Directions for this task: Which lines of the records contain the word "gradient"? Copy each one.

Collected data:
╔══

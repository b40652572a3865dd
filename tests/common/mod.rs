//! Common test utilities: synthetic images and palette fixtures.
#![allow(
    dead_code,
    clippy::unwrap_used,
    clippy::expect_used,
    clippy::indexing_slicing,
    clippy::cast_possible_truncation
)]

use std::io::Cursor;

use colorpalette::{Color, Palette};
use image::{DynamicImage, ImageFormat, Rgba, RgbaImage};

pub const RED: Color = Color::new(0xff, 0x00, 0x00);
pub const BLUE: Color = Color::new(0x00, 0x00, 0xff);

/// Parse a hex literal, panicking on bad input.
pub fn hex(s: &str) -> Color {
    Color::from_hex(s).expect("valid hex literal")
}

/// Five grays from dark to light.
pub fn grays() -> Palette {
    Palette::new([
        hex("#111111"),
        hex("#333333"),
        hex("#555555"),
        hex("#777777"),
        hex("#999999"),
    ])
}

/// An image whose first `top_rows` rows are `top` and the rest `bottom`.
///
/// Stacking the colors by row keeps both in the sample even when only every
/// tenth pixel is read.
pub fn two_tone(width: u32, height: u32, top_rows: u32, top: Color, bottom: Color) -> RgbaImage {
    RgbaImage::from_fn(width, height, |_, y| {
        let c = if y < top_rows { top } else { bottom };
        Rgba([c.r, c.g, c.b, 255])
    })
}

/// A single-color image.
pub fn solid(width: u32, height: u32, color: Color, alpha: u8) -> RgbaImage {
    RgbaImage::from_pixel(width, height, Rgba([color.r, color.g, color.b, alpha]))
}

/// A red/green gradient with a fixed blue channel.
pub fn gradient(width: u32, height: u32) -> RgbaImage {
    RgbaImage::from_fn(width, height, |x, y| {
        let r = (x * 255 / width.max(1)) as u8;
        let g = (y * 255 / height.max(1)) as u8;
        Rgba([r, g, 96, 255])
    })
}

/// Encode an image as PNG bytes.
pub fn encode_png(image: &RgbaImage) -> Vec<u8> {
    let mut buf = Vec::new();
    DynamicImage::ImageRgba8(image.clone())
        .write_to(&mut Cursor::new(&mut buf), ImageFormat::Png)
        .expect("PNG encoding");
    buf
}

/// `#rrggbb` with lowercase hex digits.
pub fn is_canonical_hex(s: &str) -> bool {
    s.len() == 7
        && s.starts_with('#')
        && s[1..]
            .chars()
            .all(|c| c.is_ascii_digit() || ('a'..='f').contains(&c))
}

╚══

Result for this task:
/// A red/green gradient with a fixed blue channel.
pub fn gradient(width: u32, height: u32) -> RgbaImage {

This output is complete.